* Dataset extract:
pub mod bandits;
pub mod envs;
pub mod io;
pub mod math;
pub mod mdps;

pub type Discrete = i32;
pub type Continous = f64;
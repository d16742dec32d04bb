pub mod discrete;
pub mod gaussian;
pub mod linear;
pub mod poisson;

pub use discrete::DiscreteDistribution;
pub use gaussian::Gaussian;
pub use poisson::Poisson;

* Description of the task:
All lines above that hold the string "gaussian" should be copied.

* Response area:
pub mod gaussian;
pub use gaussian::Gaussian;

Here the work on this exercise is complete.